Okay, I have really diverted from the point, so here's the...

Five Things I Like About Myself

1. I'm loyal.
 In my past, I trusted too easily and got burned {badly}. I believed almost too much in the goodness of people and wanted to believe everyone was good and trustworthy. I learned the hard way. And although it was a hard lesson to learn, I'm thankful for the experience. The people in my life now {who I trust in its entirety} I'm 100% committed and loyal to them. I would do anything, absolutely anything for the people I love in my life. I'm blessed though, because all my loved ones make it so easy for me to be loyal. I suppose that explains why I'm best friends with my mother {and extremely close with the rest of my family} and have friendships that have lasted for over 20 years.

2. I'm maternal.
I've talked a lot throughout my blog about how maternal I am, because it's one of the biggest parts of who I really am. Ever since I was a little girl, I've always wanted to help and take care of others. I have this strong desire inside of me to be a care giver and make sure everyone around me is okay. When someone gets hurt or is having a hard time, I feel my maternal instinct coming out to take away the pain. My mother has always said to me that one of the hardest parts of being a mother is watching your children get hurt or go through something that she can't fix...and although I'm not a mother yet, I completely understand what she means. I'll be a real momma before I know it I'm sure, but until then, I'll get my maternal fix through taking care of others...and of course spoiling my two dog babies rotten. :)

3. I'm strong-willed.
Although I'm a very sensitive and emotional person, I'm incredibly strong-willed. I'm a fighter {not towards people, but towards life itself}. I can hold my own and I rarely back down when it comes to something I'm passionate about. I used to be much more opinionated, stubborn, and strong-headed, but as I've gotten older I've realized you can still be strong-willed without coming across as harsh. I stand my ground and rarely get taken advantage of, because I refuse to allow anyone to make me feel less of a person {I do that enough to myself after all ;)}

4. I have zero tolerance for discrimination.
I judge people based upon their behavior and character. I don't care if you're straight, gay, transgender, black, Asian, Jewish, Muslim, Christian, tall, short, fat, or skinny {I could go on and on}....if you're a good and honest person, we'll get along. I truly have zero tolerance for people who judge someone based upon their own ignorant and uneducated beliefs that have been passed down with complete fictitious lies. We're all just people, doing the best in the world to get by....and how dare someone de-value another human being's life based on something as meaningless as the color of their skin, sexual orientation, or religious beliefs. I'll stand strong and fight for equality until the day I die.

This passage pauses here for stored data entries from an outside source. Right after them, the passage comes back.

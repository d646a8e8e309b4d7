use std::borrow::Cow;
use std::fmt::{Debug, Display, Error as FmtError, Formatter};

/// Validated names read out of the constant pool
pub trait Name: Sized {
    /// Reason a string is not a valid name (if it isn't)
    fn check_valid(name: impl AsRef<str>) -> Result<(), String>;

    /// Wrap a string that is already known to be valid
    fn from_cow_unchecked(name: Cow<'static, str>) -> Self;

    fn as_str(&self) -> &str;

    /// Try to construct a name from a string
    fn from_string(name: String) -> Result<Self, String> {
        Self::check_valid(&name)?;
        Ok(Self::from_cow_unchecked(Cow::Owned(name)))
    }
}

macro_rules! name_type {
    ($(#[$meta:meta])* $name:ident, $check:expr) => {
        $(#[$meta])*
        #[derive(Clone, Hash, Eq, PartialEq)]
        pub struct $name(Cow<'static, str>);

        impl $name {
            const fn borrowed(value: &'static str) -> $name {
                $name(Cow::Borrowed(value))
            }
        }

        impl Name for $name {
            fn check_valid(name: impl AsRef<str>) -> Result<(), String> {
                let check: fn(&str) -> Result<(), String> = $check;
                check(name.as_ref())
            }

            fn from_cow_unchecked(name: Cow<'static, str>) -> Self {
                $name(name)
            }

            fn as_str(&self) -> &str {
                &self.0
            }
        }

        impl AsRef<str> for $name {
            fn as_ref(&self) -> &str {
                &self.0
            }
        }

        impl Debug for $name {
            fn fmt(&self, f: &mut Formatter<'_>) -> Result<(), FmtError> {
                f.write_str(&self.0)
            }
        }

        impl Display for $name {
            fn fmt(&self, f: &mut Formatter<'_>) -> Result<(), FmtError> {
                f.write_str(&self.0)
            }
        }
    };
}

name_type!(
    /// Method and field names (JVMS §4.2.2)
    UnqualifiedName,
    |name| match name.find(&['.', ';', '[', '/'][..]) {
        _ if name.is_empty() => Err(String::from("Empty method or field name")),
        Some(at) => Err(format!("Illegal character at {} in name '{}'", at, name)),
        None => Ok(()),
    }
);

name_type!(
    /// Class and interface names, slash separated (JVMS §4.2.1)
    BinaryName,
    |name| {
        if name.is_empty() {
            return Err(String::from("Empty class name"));
        }
        for segment in name.split('/') {
            UnqualifiedName::check_valid(segment)
                .map_err(|err| format!("Bad class name '{}': {}", name, err))?;
        }
        Ok(())
    }
);

impl UnqualifiedName {
    /// Instance initializer (the only method name allowed angle brackets, besides `<clinit>`)
    pub const INIT: Self = Self::borrowed("<init>");
    pub const CLINIT: Self = Self::borrowed("<clinit>");
}

impl BinaryName {
    pub const OBJECT: Self = Self::borrowed("java/lang/Object");
    pub const STRING: Self = Self::borrowed("java/lang/String");
    pub const CLASS: Self = Self::borrowed("java/lang/Class");
    pub const THROWABLE: Self = Self::borrowed("java/lang/Throwable");

    // Types of `ldc` on method handle and method type constants
    pub const METHODHANDLE: Self = Self::borrowed("java/lang/invoke/MethodHandle");
    pub const METHODTYPE: Self = Self::borrowed("java/lang/invoke/MethodType");
}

5. My morals and integrity.
This somewhat sums of the essence of who I am. I have very high morals for myself and have always believed in doing the right thing, regardless of how hard it might be. I have integrity, because I say what I mean and I mean what I say. I have spent most of the 25 years of my life sticking to the morals and values I have instilled in myself. Everyone has different opinions on what really defines someones morals...what one person views as important...another may not. And I respect that...I really do. I'm not affected by what one person may deem morally right...whereas I deem morally wrong. We all have to live with ourselves, and it just so happens that I choose to live my life in a certain regard...because it's the only way I see fit. I try to live my life honestly, with integrity, and high morals...simple as that. I try not to lie {yes I lie...mainly about stupid little things..who doesn't} but not about big stuff. I personally believe people who lie are lying to themselves. I have never cheated {okay...I've cheated on a test in school} but on another person...never. I would never lower myself to that. I also could never live with the guilt...it would eat me alive. My belief is if you don't want to be with someone, have the courage and respect for that person to end it before it gets to that point. But then again, I know people who have cheated, and they really are good people. They're human and made a mistake, but they told the person...which I respect immensely. I've also never stolen anything {okay, I stole a one cent candy at the grocery store when I was like two} Along with cheating, I also could never live with the guilt if I stole. I don't get how people can do it...but then again, I suppose everyone is different. This is simply my view and it's only up to me to live this way {luckily though, Andrew has the same morals and integrity...it's one of the first things that I gravitated to.}

I am flawed. Incredibly flawed. And there are many things I don't like about myself. But these five things are things I do like about myself I suppose.

 And it's good to remind yourself of the things you like...because often times we focus too much on the negative. Give yourself some credit, huh?
What do you like about yourself? :)

4 comments:

  1. I'm so glad you decided to write this post! You sound like a friend I would like to have! Sometimes I'm loyal to a fault as well ... and have endured the burn as a result of that :) So glad you linked up!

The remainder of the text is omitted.